It has probably become apparent by now that the idea that corporations are noncognizable under international law is one that irritates me to no end. There is, obviously, a great deal of unsettled law out there regarding exactly how liability for violations of international law accrues to non-state entities. But corporations have played a vital role in the development of international law for just about as long as “international law” can be said to have existed, and there is no historical basis for the idea that corporations cannot, as a matter of law, be a participant in or violator of international law.
At some point I will write some more on the subject, but for now, I want to at least throw some links up that give some historical examples. The Transnational Corporation in History: Lessons for Today? is a highly recommended starting point. It gives a good overview of how the legal character of corporations has developed, and how the private/public distinction has always been unclear, oftentimes deliberately so:
Corporations and states are commonly represented as having an oppositional relationship. Corporations represent the private; states represent the public. Corporations represent the efficient, the natural, and the spontaneous; states represent the inefficient and the contrived. The ascendancy of the corporation means the decline of the state. But these commonly held views are ahistorical and tend to ignore the complex relationships between states and corporations. Modern incorporation is simply a matter of fulfilling formal registration requirements. There are few surviving remnants of the old notion that incorporation is a privilege conferred by the state. This Article aims to redress the balance somewhat by telling aspects of the history of the corporate form that have been obscured by modern forms of incorporation and modern conceptions of the public and the private. In a modest way this Article intends to show just how recent the public/private paradigm actually is and how selectively such concepts have been applied.
Compared with the French trading companies generally, the English and Dutch companies were considered to be much more independent and able to operate at arms length from their respective governments. The agents of the Dutch and English companies were regarded as employees and servants of groups of merchants, rather than the subordinates of their governments. The British considered themselves traders first and territorial rulers second. Of course, the proper mix of the East India Company’s functions was contested, tended to be in the eye of the beholder, and changed dramatically over the period of the company’s existence.
And how questions over the status of corporation under international law are not new:
The British East India Company certainly took advantage of its ambiguous status—successfully emphasizing its sovereign powers when it wished to avoid contractual debts to local rulers, protesting to the Royal Navy that its status would be reduced in the eyes of the locals if it had to acknowledge the superiority of the British naval fleet, and all the time relying for its trading advantage on the might of British naval power and on the calculated and limited use of force. It charged merchants fees for safe passage and was able to do so as an exercise of its monopoly and sovereign powers. It was graphically and finally reminded of its subordinate status, however, when Queen Victoria took over from the company in 1858. The company had survived in various guises and with mixed public and private motives for 250 years.

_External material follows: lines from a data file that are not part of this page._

//! Recording transport for tests.

use std::collections::VecDeque;
use std::sync::Mutex;

use async_trait::async_trait;

use super::form::FormParams;
use super::transport::Transport;
use crate::error::{PushError, PushResult};

/// A single recorded `post_form` call
#[derive(Debug, Clone, PartialEq, Eq)]
pub struct RecordedPost {
    pub url: String,
    pub params: FormParams,
}

/// Replays canned results in order and records every post.
///
/// Running out of canned responses panics, so a test that posts more than it
/// expects fails loudly.
#[derive(Debug, Default)]
pub struct MockTransport {
    responses: Mutex<VecDeque<PushResult<String>>>,
    posts: Mutex<Vec<RecordedPost>>,
}

impl MockTransport {
    pub fn with_responses<I, S>(responses: I) -> Self
    where
        I: IntoIterator<Item = S>,
        S: Into<String>,
    {
        Self::with_results(responses.into_iter().map(|body| Ok(body.into())))
    }

    /// Canned results may be errors, returned as-is from `post_form`
    pub fn with_results<I>(results: I) -> Self
    where
        I: IntoIterator<Item = PushResult<String>>,
    {
        Self {
            responses: Mutex::new(results.into_iter().collect()),
            posts: Mutex::new(Vec::new()),
        }
    }

    pub fn posts(&self) -> Vec<RecordedPost> {
        self.posts.lock().unwrap().clone()
    }

    pub fn post_count(&self) -> usize {
        self.posts.lock().unwrap().len()
    }
}

#[async_trait]
impl Transport for MockTransport {
    async fn post_form(&self, url: &str, params: &FormParams) -> PushResult<String> {
        self.posts.lock().unwrap().push(RecordedPost {
            url: url.to_string(),
            params: params.clone(),
        });

        self.responses
            .lock()
            .unwrap()
            .pop_front()
            .unwrap_or_else(|| panic!("no canned response left for {url}"))
    }
}

/// A transport failure carrying a real `reqwest::Error`
pub fn transport_error(url: &str) -> PushError {
    let source = reqwest::Client::new()
        .get("not a url")
        .build()
        .expect_err("an invalid URL cannot build a request");
    PushError::transport(url, source)
}
//! CLI module for appnotify
//!
//! This module provides command-line interface functionality including:
//! - Argument parsing with clap
//! - Settings loading with CLI overrides
//! - Command execution

pub mod executor;
pub mod parser;

// Re-export public types for convenience
pub use executor::execute_command;
pub use parser::{Cli, Commands, CredentialArgs, Recipient, SendArgs, SoundArg, UrgencyArg};

use crate::config::{ConfigLoader, Settings};
use crate::logger::init_logger;

/// Load settings, honouring `--config`
///
/// # Errors
/// Returns error if the configuration file is missing or invalid
pub fn load_settings(cli: &Cli) -> anyhow::Result<Settings> {
    let mut loader = ConfigLoader::new();
    if let Some(path) = &cli.config {
        loader = loader.with_file(path);
    }
    Ok(loader.load()?)
}

/// Initialize logger from settings, applying `--verbose` / `--quiet`
///
/// # Errors
/// Returns error if logger initialization fails
pub fn init_logger_from_settings(settings: &Settings, cli: &Cli) -> anyhow::Result<()> {
    let mut logger_config = settings.logger.clone().into_logger_config()?;
    if let Some(level) = cli.log_level_override() {
        logger_config = logger_config.with_level(level);
    }
    init_logger(logger_config)
}
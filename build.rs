use shadow_rs::ShadowBuilder;

fn main() {
    // Build metadata backs `appnotify --version`
    ShadowBuilder::builder()
        .build()
        .expect("Failed to generate build metadata");
}
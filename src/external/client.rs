use std::time::Duration;

use crate::config::settings::ApiConfig;
use crate::error::{PushError, PushResult};

/// Builds the HTTP client used to talk to the Push Notifications API
///
/// # Features
/// - **Timeouts**: request and connect timeouts from `ApiConfig`; these are the
///   only bounds on how long a call can block
/// - **User-Agent**: taken from `ApiConfig::user_agent`
/// - **Security**: Rustls for TLS (no OpenSSL dependency)
///
/// # Example
/// ```rust
/// use appnotify::config::settings::ApiConfig;
/// use appnotify::external::build_http_client;
///
/// let client = build_http_client(&ApiConfig::default()).unwrap();
/// # drop(client);
/// ```
pub fn build_http_client(config: &ApiConfig) -> PushResult<reqwest::Client> {
    reqwest::Client::builder()
        // Timeouts
        .timeout(Duration::from_secs(config.timeout_seconds))
        .connect_timeout(Duration::from_secs(config.connect_timeout_seconds))
        // Compression
        .gzip(true)
        .user_agent(config.user_agent.as_str())
        .build()
        .map_err(|source| PushError::HttpClient { source })
}
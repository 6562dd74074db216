//! CLI argument parsing with clap
//!
//! This module defines the command-line interface structure using clap,
//! including all commands, arguments, and their documentation.

use clap::{Args, Parser, Subcommand, ValueEnum};
use std::path::PathBuf;

use crate::models::{Notification, Sound, Urgency};

/// Send push notifications through the Push Notifications API
#[derive(Parser, Debug)]
#[command(name = "appnotify")]
#[command(about = "Send push notifications through the Push Notifications API")]
#[command(long_about = "
appnotify sends notifications to the Push Notifications iOS application
through its public HTTP API. Recipients are addressed by API key, or by the
email address and password they registered with.

EXAMPLES:
    # Send a notification to one API key
    appnotify send --api-key KEY --title 'Important Notice' --message 'Please wash the dishes!'

    # Send with an action, urgency and sound
    appnotify send --api-key KEY --title Notice --message Hi \\
        --action-label view --action-url http://example.com --urgency high --sound 3

    # Resolve the API key from a login, then send
    APPNOTIFY_PASSWORD=secret appnotify send --email jane@example.com --title Hi --message There

    # Print the API key of a user
    appnotify resolve-key --email jane@example.com --password secret
")]
#[command(version = crate::clap_long_version())]
pub struct Cli {
    /// Subcommand to execute
    #[command(subcommand)]
    pub command: Commands,

    /// Configuration file path
    ///
    /// TOML file with `[api]`, `[cache]` and `[logger]` sections.
    /// The file must exist.
    ///
    /// Example: --config /etc/appnotify/appnotify.toml
    #[arg(short, long, value_name = "FILE", global = true)]
    pub config: Option<PathBuf>,

    /// Enable verbose logging
    #[arg(short, long, global = true)]
    pub verbose: bool,

    /// Suppress non-error output
    #[arg(short, long, conflicts_with = "verbose", global = true)]
    pub quiet: bool,
}

/// Available subcommands
#[derive(Subcommand, Debug)]
pub enum Commands {
    /// Send a notification
    ///
    /// Examples:
    ///   appnotify send --api-key KEY --title T --message M
    ///   appnotify send --api-key K1,K2 --title T --message M   # several recipients
    ///   appnotify send --email E --password P --title T --message M
    Send(SendArgs),

    /// Resolve and print the API key of a user
    ResolveKey(CredentialArgs),
}

/// Arguments of `send`
#[derive(Args, Debug)]
pub struct SendArgs {
    /// Notification title
    #[arg(long)]
    pub title: String,

    /// Message to display
    #[arg(long)]
    pub message: String,

    /// Action label shown on receipt ("slide to <label>")
    #[arg(long, value_name = "LABEL")]
    pub action_label: Option<String>,

    /// URL opened when the notification is viewed (http(s), tel://, ...)
    #[arg(long, value_name = "URL")]
    pub action_url: Option<String>,

    /// Notification urgency
    #[arg(long, value_enum)]
    pub urgency: Option<UrgencyArg>,

    /// Alert sound
    #[arg(long, value_enum)]
    pub sound: Option<SoundArg>,

    /// Deliver without sound or alert
    #[arg(long)]
    pub silent: bool,

    /// Recipient API key; repeat or separate with commas for several recipients
    #[arg(long = "api-key", value_name = "KEY", env = "APPNOTIFY_API_KEY", value_delimiter = ',', hide_env_values = true)]
    pub api_keys: Vec<String>,

    /// Recipient email address, used when no API key is given
    #[arg(long, env = "APPNOTIFY_EMAIL", requires = "password")]
    pub email: Option<String>,

    /// Recipient password, used with --email
    #[arg(long, env = "APPNOTIFY_PASSWORD", hide_env_values = true)]
    pub password: Option<String>,
}

/// Email and password of a registered user
#[derive(Args, Debug)]
pub struct CredentialArgs {
    /// Email address registered with Push Notifications
    #[arg(long, env = "APPNOTIFY_EMAIL")]
    pub email: String,

    /// Password of the account
    #[arg(long, env = "APPNOTIFY_PASSWORD", hide_env_values = true)]
    pub password: String,
}

/// Who a `send` goes to
#[derive(Debug, Clone, PartialEq, Eq)]
pub enum Recipient {
    ApiKeys(Vec<String>),
    Credentials { email: String, password: String },
}

/// Urgency options
#[derive(ValueEnum, Clone, Copy, Debug, PartialEq, Eq)]
pub enum UrgencyArg {
    Low,
    Moderate,
    Normal,
    High,
    Emergency,
}

/// Sound options
#[derive(ValueEnum, Clone, Copy, Debug, PartialEq, Eq)]
pub enum SoundArg {
    #[value(name = "1", alias = "sound1")]
    Sound1,
    #[value(name = "2", alias = "sound2")]
    Sound2,
    #[value(name = "3", alias = "sound3")]
    Sound3,
    #[value(name = "4", alias = "sound4")]
    Sound4,
    #[value(name = "5", alias = "sound5")]
    Sound5,
}

impl Cli {
    /// Log level forced by `--verbose` or `--quiet`
    pub fn log_level_override(&self) -> Option<&'static str> {
        if self.verbose {
            Some("debug")
        } else if self.quiet {
            Some("error")
        } else {
            None
        }
    }
}

impl SendArgs {
    /// Builds the notification described by the arguments
    pub fn to_notification(&self) -> Notification {
        let mut notification = Notification::new(&self.title, &self.message);
        if let Some(label) = &self.action_label {
            notification.set_action_label(label);
        }
        if let Some(url) = &self.action_url {
            notification.set_action_url(url);
        }
        if let Some(urgency) = self.urgency {
            notification.set_urgency(urgency.into());
        }
        if let Some(sound) = self.sound {
            notification.set_sound(sound.into());
        }
        notification.set_silent(self.silent);
        notification
    }

    /// API keys win over credentials when both are given
    pub fn recipient(&self) -> Result<Recipient, String> {
        let api_keys: Vec<String> = self
            .api_keys
            .iter()
            .map(|key| key.trim())
            .filter(|key| !key.is_empty())
            .map(str::to_string)
            .collect();

        if !api_keys.is_empty() {
            return Ok(Recipient::ApiKeys(api_keys));
        }

        match (&self.email, &self.password) {
            (Some(email), Some(password)) => Ok(Recipient::Credentials {
                email: email.clone(),
                password: password.clone(),
            }),
            _ => Err("No recipient given: pass --api-key, or --email and --password".to_string()),
        }
    }
}

impl From<UrgencyArg> for Urgency {
    fn from(arg: UrgencyArg) -> Self {
        match arg {
            UrgencyArg::Low => Urgency::Low,
            UrgencyArg::Moderate => Urgency::Moderate,
            UrgencyArg::Normal => Urgency::Normal,
            UrgencyArg::High => Urgency::High,
            UrgencyArg::Emergency => Urgency::Emergency,
        }
    }
}

impl From<SoundArg> for Sound {
    fn from(arg: SoundArg) -> Self {
        match arg {
            SoundArg::Sound1 => Sound::Sound1,
            SoundArg::Sound2 => Sound::Sound2,
            SoundArg::Sound3 => Sound::Sound3,
            SoundArg::Sound4 => Sound::Sound4,
            SoundArg::Sound5 => Sound::Sound5,
        }
    }
}
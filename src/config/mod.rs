//! Configuration management module for appnotify
//!
//! The library never reads configuration on its own; `PushClient::new` takes
//! everything explicitly. `ConfigLoader` exists for the binary and for callers
//! who want file and environment driven settings.
//!
//! # Configuration Priority (lowest to highest)
//! 1. Built-in defaults
//! 2. A TOML file (`--config` or `APPNOTIFY_CONFIG_FILE`)
//! 3. `APPNOTIFY_*` environment variables

pub mod error;
pub mod loader;
pub mod settings;
pub mod validation;

// Re-export public types
pub use error::ConfigError;
pub use loader::ConfigLoader;
pub use settings::{ApiConfig, CacheSettings, LoggerSettings, Settings};
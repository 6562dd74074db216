//! Push notification model.
//!
//! A `Notification` only holds what will be displayed on the device. It keeps
//! no per-send state, so the same instance can be sent any number of times and
//! to any number of recipients.

use serde::{Deserialize, Serialize};
use std::fmt;
use std::str::FromStr;

use crate::external::FormParams;

pub const PARAM_MESSAGE: &str = "notification[message]";
pub const PARAM_TITLE: &str = "notification[title]";
pub const PARAM_RUN_COMMAND: &str = "notification[run_command]";
pub const PARAM_ACTION_LOC_KEY: &str = "notification[action_loc_key]";
pub const PARAM_MESSAGE_LEVEL: &str = "notification[message_level]";
pub const PARAM_SOUND: &str = "notification[sound]";
pub const PARAM_SILENT: &str = "notification[silent]";
pub const PARAM_USER_CREDENTIALS: &str = "user_credentials";

// ============================================================================
// Enums
// ============================================================================

/// Notification priority, sent as a small signed integer code
#[derive(Debug, Clone, Copy, PartialEq, Eq, Hash, Serialize, Deserialize, Default)]
#[serde(rename_all = "lowercase")]
pub enum Urgency {
    Low,
    Moderate,
    #[default]
    Normal,
    High,
    Emergency,
}

impl Urgency {
    pub const ALL: [Urgency; 5] = [
        Urgency::Low,
        Urgency::Moderate,
        Urgency::Normal,
        Urgency::High,
        Urgency::Emergency,
    ];

    /// Value of the `notification[message_level]` parameter
    pub fn wire_value(&self) -> &'static str {
        match self {
            Urgency::Low => "-2",
            Urgency::Moderate => "-1",
            Urgency::Normal => "0",
            Urgency::High => "1",
            Urgency::Emergency => "2",
        }
    }

    pub fn as_str(&self) -> &'static str {
        match self {
            Urgency::Low => "low",
            Urgency::Moderate => "moderate",
            Urgency::Normal => "normal",
            Urgency::High => "high",
            Urgency::Emergency => "emergency",
        }
    }
}

impl fmt::Display for Urgency {
    fn fmt(&self, f: &mut fmt::Formatter<'_>) -> fmt::Result {
        f.write_str(self.as_str())
    }
}

impl FromStr for Urgency {
    type Err = String;

    fn from_str(s: &str) -> Result<Self, Self::Err> {
        match s.to_lowercase().as_str() {
            "low" => Ok(Urgency::Low),
            "moderate" => Ok(Urgency::Moderate),
            "normal" => Ok(Urgency::Normal),
            "high" => Ok(Urgency::High),
            "emergency" => Ok(Urgency::Emergency),
            _ => Err(format!(
                "Invalid urgency '{}'. Valid values are: low, moderate, normal, high, emergency",
                s
            )),
        }
    }
}

/// Alert sound played on the device, sent as a sound file name
#[derive(Debug, Clone, Copy, PartialEq, Eq, Hash, Serialize, Deserialize)]
#[serde(rename_all = "lowercase")]
pub enum Sound {
    Sound1,
    Sound2,
    Sound3,
    Sound4,
    Sound5,
}

impl Sound {
    pub const ALL: [Sound; 5] = [
        Sound::Sound1,
        Sound::Sound2,
        Sound::Sound3,
        Sound::Sound4,
        Sound::Sound5,
    ];

    /// Value of the `notification[sound]` parameter
    pub fn filename(&self) -> &'static str {
        match self {
            Sound::Sound1 => "1.caf",
            Sound::Sound2 => "2.caf",
            Sound::Sound3 => "3.caf",
            Sound::Sound4 => "4.caf",
            Sound::Sound5 => "5.caf",
        }
    }

    pub fn as_str(&self) -> &'static str {
        match self {
            Sound::Sound1 => "sound1",
            Sound::Sound2 => "sound2",
            Sound::Sound3 => "sound3",
            Sound::Sound4 => "sound4",
            Sound::Sound5 => "sound5",
        }
    }
}

impl fmt::Display for Sound {
    fn fmt(&self, f: &mut fmt::Formatter<'_>) -> fmt::Result {
        f.write_str(self.as_str())
    }
}

impl FromStr for Sound {
    type Err = String;

    /// Accepts `sound3`, `3` and `3.caf`
    fn from_str(s: &str) -> Result<Self, Self::Err> {
        let lowered = s.to_lowercase();
        let number = lowered
            .strip_prefix("sound")
            .or_else(|| lowered.strip_suffix(".caf"))
            .unwrap_or(&lowered);

        match number {
            "1" => Ok(Sound::Sound1),
            "2" => Ok(Sound::Sound2),
            "3" => Ok(Sound::Sound3),
            "4" => Ok(Sound::Sound4),
            "5" => Ok(Sound::Sound5),
            _ => Err(format!(
                "Invalid sound '{}'. Valid values are: sound1 to sound5",
                s
            )),
        }
    }
}

// ============================================================================
// Notification
// ============================================================================

/// A push notification for the Push Notifications iOS application
#[derive(Debug, Clone, PartialEq, Eq, Serialize, Deserialize)]
pub struct Notification {
    title: String,
    message: String,
    #[serde(default)]
    action_label: Option<String>,
    #[serde(default)]
    action_url: Option<String>,
    #[serde(default)]
    urgency: Option<Urgency>,
    #[serde(default)]
    sound: Option<Sound>,
    #[serde(default)]
    silent: bool,
}

impl Notification {
    /// Creates a notification with a title and the message to display
    pub fn new(title: impl Into<String>, message: impl Into<String>) -> Self {
        Self {
            title: title.into(),
            message: message.into(),
            action_label: None,
            action_url: None,
            urgency: None,
            sound: None,
            silent: false,
        }
    }

    /// Creates a notification that also carries an action label ("slide to ...")
    pub fn with_action_label(
        title: impl Into<String>,
        message: impl Into<String>,
        action_label: impl Into<String>,
    ) -> Self {
        let mut notification = Self::new(title, message);
        notification.set_action_label(action_label);
        notification
    }

    /// URL opened when the user views the notification.
    ///
    /// Regular http(s) URLs work, as do device URLs such as `tel://` numbers.
    pub fn set_action_url(&mut self, action_url: impl Into<String>) -> &mut Self {
        self.action_url = Some(action_url.into());
        self
    }

    /// Button label shown on receipt; a locked device shows "slide to <label>".
    pub fn set_action_label(&mut self, action_label: impl Into<String>) -> &mut Self {
        self.action_label = Some(action_label.into());
        self
    }

    pub fn set_urgency(&mut self, urgency: Urgency) -> &mut Self {
        self.urgency = Some(urgency);
        self
    }

    pub fn set_sound(&mut self, sound: Sound) -> &mut Self {
        self.sound = Some(sound);
        self
    }

    pub fn set_silent(&mut self, silent: bool) -> &mut Self {
        self.silent = silent;
        self
    }

    pub fn title(&self) -> &str {
        &self.title
    }

    pub fn message(&self) -> &str {
        &self.message
    }

    pub fn action_label(&self) -> Option<&str> {
        self.action_label.as_deref()
    }

    pub fn action_url(&self) -> Option<&str> {
        self.action_url.as_deref()
    }

    pub fn urgency(&self) -> Option<Urgency> {
        self.urgency
    }

    pub fn sound(&self) -> Option<Sound> {
        self.sound
    }

    pub fn is_silent(&self) -> bool {
        self.silent
    }

    /// Builds the form parameters posted to the notifications endpoint.
    ///
    /// Unset or empty optional fields are left out entirely.
    pub fn form_params(&self, api_key: &str) -> FormParams {
        let mut params = FormParams::new();
        params.insert(PARAM_MESSAGE.to_string(), self.message.clone());
        params.insert(PARAM_TITLE.to_string(), self.title.clone());

        if let Some(url) = non_empty(&self.action_url) {
            params.insert(PARAM_RUN_COMMAND.to_string(), url.to_string());
        }
        if let Some(label) = non_empty(&self.action_label) {
            params.insert(PARAM_ACTION_LOC_KEY.to_string(), label.to_string());
        }
        if let Some(urgency) = self.urgency {
            params.insert(
                PARAM_MESSAGE_LEVEL.to_string(),
                urgency.wire_value().to_string(),
            );
        }
        if let Some(sound) = self.sound {
            params.insert(PARAM_SOUND.to_string(), sound.filename().to_string());
        }

        let silent = if self.silent { "1" } else { "0" };
        params.insert(PARAM_SILENT.to_string(), silent.to_string());
        params.insert(PARAM_USER_CREDENTIALS.to_string(), api_key.to_string());

        params
    }
}

fn non_empty(value: &Option<String>) -> Option<&str> {
    value.as_deref().filter(|v| !v.is_empty())
}
//! Configuration types for the logger

use anyhow::{Context, Result};
use serde::{Deserialize, Serialize};
use tracing::Level;

use super::error::LoggerError;

/// Main logger configuration
#[derive(Debug, Clone, Serialize, Deserialize)]
pub struct LoggerConfig {
    pub level: String, // Will be converted to tracing::Level
    pub format: LogFormat,
    pub colored: bool,
}

impl LoggerConfig {
    /// Create a new logger configuration with validation
    pub fn new(level: String, format: LogFormat, colored: bool) -> Result<Self> {
        let config = Self {
            level,
            format,
            colored,
        };
        config.validate()?;
        Ok(config)
    }

    /// Validate the configuration
    pub fn validate(&self) -> Result<()> {
        self.parse_level()
            .with_context(|| format!("Invalid log level: {}", self.level))?;
        Ok(())
    }

    /// Parse the log level string into a tracing::Level
    pub fn parse_level(&self) -> Result<Level> {
        match self.level.to_lowercase().as_str() {
            "trace" => Ok(Level::TRACE),
            "debug" => Ok(Level::DEBUG),
            "info" => Ok(Level::INFO),
            "warn" => Ok(Level::WARN),
            "error" => Ok(Level::ERROR),
            _ => Err(LoggerError::config(format!(
                "Invalid log level '{}'. Valid levels are: trace, debug, info, warn, error",
                self.level
            ))
            .into()),
        }
    }

    /// Replace the level, e.g. for `--verbose` / `--quiet`
    pub fn with_level(mut self, level: impl Into<String>) -> Self {
        self.level = level.into();
        self
    }
}

impl Default for LoggerConfig {
    fn default() -> Self {
        Self {
            level: "info".to_string(),
            format: LogFormat::default(),
            colored: true,
        }
    }
}

/// Log format options
#[derive(Debug, Clone, Copy, Serialize, Deserialize, PartialEq, Eq, Default)]
pub enum LogFormat {
    #[default]
    Full,
    Compact,
    Json,
}

impl std::str::FromStr for LogFormat {
    type Err = LoggerError;

    fn from_str(s: &str) -> Result<Self, Self::Err> {
        match s.to_lowercase().as_str() {
            "full" => Ok(LogFormat::Full),
            "compact" => Ok(LogFormat::Compact),
            "json" => Ok(LogFormat::Json),
            _ => Err(LoggerError::format(format!(
                "Invalid log format '{}'. Valid formats are: full, compact, json",
                s
            ))),
        }
    }
}

impl LogFormat {
    /// Convert to string representation
    pub fn as_str(&self) -> &'static str {
        match self {
            LogFormat::Full => "full",
            LogFormat::Compact => "compact",
            LogFormat::Json => "json",
        }
    }
}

But throughout the 18th and 19th centuries, corporations were assumed to be competent at conducting activities that, today, we generally believe only a true sovereign could do. Corporations could start wars, engage in diplomacy, claim new territories, and enter into international agreements. Treaties between corporations and state or state-like entities flourished during this time period, i.e., the treaty between the Dutch East India Company and the Ali Raja, the Treaty of Giyanti, and the Treaty of Allahabad. Some treaties, such as the treaty between the British East India Company and nascent Singapore, lead to the creation of what would eventually become modern day nation states.
Also worth checking out is this 1769 letter, An Enquiry Into the Rights of the East India Company of Making War and Peace and of Possessing Their Territorial Acquisitions Without the Participation or Inspection of the British Government, which gives a good example of how, even then, people were confused about how sovereign a corporation could be, when there was no “official” grant of sovereignty.
I am not trying to say that the role of corporations in international law is crystal clear — it is obviously not. But the idea that corporations are unrecognizable under international law, and that states can use the corporate form to immunize the profits its citizens have made from engaging in violations of international law, is an extremely modern one, and in its own way is a very radical idea.